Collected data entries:
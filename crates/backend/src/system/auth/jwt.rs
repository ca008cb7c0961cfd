use anyhow::{Context, Result};
use chrono::{DateTime, Utc};
use contracts::system::auth::{Role, TokenClaims};
use jsonwebtoken::{decode, encode, DecodingKey, EncodingKey, Header, Validation};
use once_cell::sync::OnceCell;
use rand::Rng;

use crate::shared::config::AuthConfig;

#[derive(Debug, Clone)]
pub struct JwtSettings {
    pub secret: String,
    pub access_token_hours: i64,
    pub refresh_token_days: i64,
}

impl JwtSettings {
    /// Build from config, generating a secret when none is configured.
    pub fn from_config(config: &AuthConfig) -> Self {
        let secret = match config.jwt_secret.as_deref() {
            Some(secret) if !secret.trim().is_empty() => secret.to_string(),
            _ => {
                tracing::warn!("No jwt_secret configured, generated a random one; tokens will not survive a restart");
                generate_jwt_secret()
            }
        };

        Self {
            secret,
            access_token_hours: config.access_token_hours,
            refresh_token_days: config.refresh_token_days,
        }
    }
}

static SETTINGS: OnceCell<JwtSettings> = OnceCell::new();

/// Install the process-wide JWT settings. Later calls are ignored.
pub fn initialize(settings: JwtSettings) {
    if SETTINGS.set(settings).is_err() {
        tracing::warn!("JWT settings already initialized");
    }
}

fn settings() -> Result<&'static JwtSettings> {
    SETTINGS
        .get()
        .context("JWT settings are not initialized")
}

/// Generate JWT access token
pub fn generate_access_token(user_id: &str, username: &str, role: Role) -> Result<String> {
    encode_access_token(settings()?, user_id, username, role, Utc::now())
}

/// Validate JWT token and extract claims
pub fn validate_token(token: &str) -> Result<TokenClaims> {
    decode_access_token(settings()?, token)
}

pub fn encode_access_token(
    settings: &JwtSettings,
    user_id: &str,
    username: &str,
    role: Role,
    now: DateTime<Utc>,
) -> Result<String> {
    let exp = (now + chrono::Duration::hours(settings.access_token_hours)).timestamp() as usize;
    let iat = now.timestamp() as usize;

    let claims = TokenClaims {
        sub: user_id.to_string(),
        username: username.to_string(),
        role,
        exp,
        iat,
    };

    encode(
        &Header::default(),
        &claims,
        &EncodingKey::from_secret(settings.secret.as_bytes()),
    )
    .context("Failed to encode JWT token")
}

pub fn decode_access_token(settings: &JwtSettings, token: &str) -> Result<TokenClaims> {
    let token_data = decode::<TokenClaims>(
        token,
        &DecodingKey::from_secret(settings.secret.as_bytes()),
        &Validation::default(),
    )
    .context("Failed to decode JWT token")?;

    Ok(token_data.claims)
}

/// Generate refresh token (UUID-based)
pub fn generate_refresh_token() -> String {
    uuid::Uuid::new_v4().to_string()
}

/// Refresh token expiration measured from `now`
pub fn refresh_token_expiration(now: DateTime<Utc>) -> Result<DateTime<Utc>> {
    Ok(now + chrono::Duration::days(settings()?.refresh_token_days))
}

/// Generate a cryptographically secure JWT secret (256 bits)
fn generate_jwt_secret() -> String {
    use base64::{engine::general_purpose, Engine as _};
    let mut rng = rand::thread_rng();
    let random_bytes: Vec<u8> = (0..32).map(|_| rng.gen::<u8>()).collect();
    general_purpose::STANDARD.encode(&random_bytes)
}

#[cfg(test)]
mod tests {
    use super::*;

    fn test_settings(secret: &str) -> JwtSettings {
        JwtSettings {
            secret: secret.to_string(),
            access_token_hours: 1,
            refresh_token_days: 1,
        }
    }

    #[test]
    fn test_token_carries_role() {
        let settings = test_settings("unit-test-secret");
        let token =
            encode_access_token(&settings, "u-1", "seller", Role::Seller, Utc::now()).unwrap();
        let claims = decode_access_token(&settings, &token).unwrap();
        assert_eq!(claims.sub, "u-1");
        assert_eq!(claims.username, "seller");
        assert_eq!(claims.role, Role::Seller);
        assert!(claims.exp > claims.iat);
    }

    #[test]
    fn test_wrong_secret_is_rejected() {
        let token = encode_access_token(
            &test_settings("one"),
            "u-1",
            "admin",
            Role::Admin,
            Utc::now(),
        )
        .unwrap();
        assert!(decode_access_token(&test_settings("two"), &token).is_err());
    }

    #[test]
    fn test_expired_token_is_rejected() {
        let settings = test_settings("unit-test-secret");
        let issued = Utc::now() - chrono::Duration::hours(3);
        let token = encode_access_token(&settings, "u-1", "admin", Role::Admin, issued).unwrap();
        assert!(decode_access_token(&settings, &token).is_err());
    }

    #[test]
    fn test_generated_secret_is_used_when_missing() {
        let settings = JwtSettings::from_config(&AuthConfig::default());
        assert!(!settings.secret.is_empty());
        assert_eq!(settings.access_token_hours, 24);
    }
}
use axum::body::Body;
use axum::http::{header, Request};
use axum::middleware::Next;
use axum::response::Response;

/// Logs every HTTP request: method, path, status, duration and the
/// declared response size when there is one.
pub async fn request_logger(req: Request<Body>, next: Next) -> Response {
    let start = std::time::Instant::now();
    let method = req.method().clone();
    let path = req.uri().path().to_string();

    let response = next.run(req).await;

    let status = response.status();
    let size = response
        .headers()
        .get(header::CONTENT_LENGTH)
        .and_then(|v| v.to_str().ok())
        .unwrap_or("-")
        .to_string();
    let elapsed_ms = start.elapsed().as_millis();

    if status.is_server_error() {
        tracing::error!("{} {} -> {} ({} ms, {} bytes)", method, path, status.as_u16(), elapsed_ms, size);
    } else if status.is_client_error() {
        tracing::warn!("{} {} -> {} ({} ms, {} bytes)", method, path, status.as_u16(), elapsed_ms, size);
    } else {
        tracing::info!("{} {} -> {} ({} ms, {} bytes)", method, path, status.as_u16(), elapsed_ms, size);
    }

    response
}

What the exercise asks. Write out exactly the lines that fall from the line with "use once_cell::sync::OnceCell;" to the line with "pub fn from_config(config: &AuthConfig)" in the records above, keeping both ends.

Solution for this problem.
use once_cell::sync::OnceCell;
use rand::Rng;

use crate::shared::config::AuthConfig;

#[derive(Debug, Clone)]
pub struct JwtSettings {
    pub secret: String,
    pub access_token_hours: i64,
    pub refresh_token_days: i64,
}

impl JwtSettings {
    /// Build from config, generating a secret when none is configured.
    pub fn from_config(config: &AuthConfig) -> Self {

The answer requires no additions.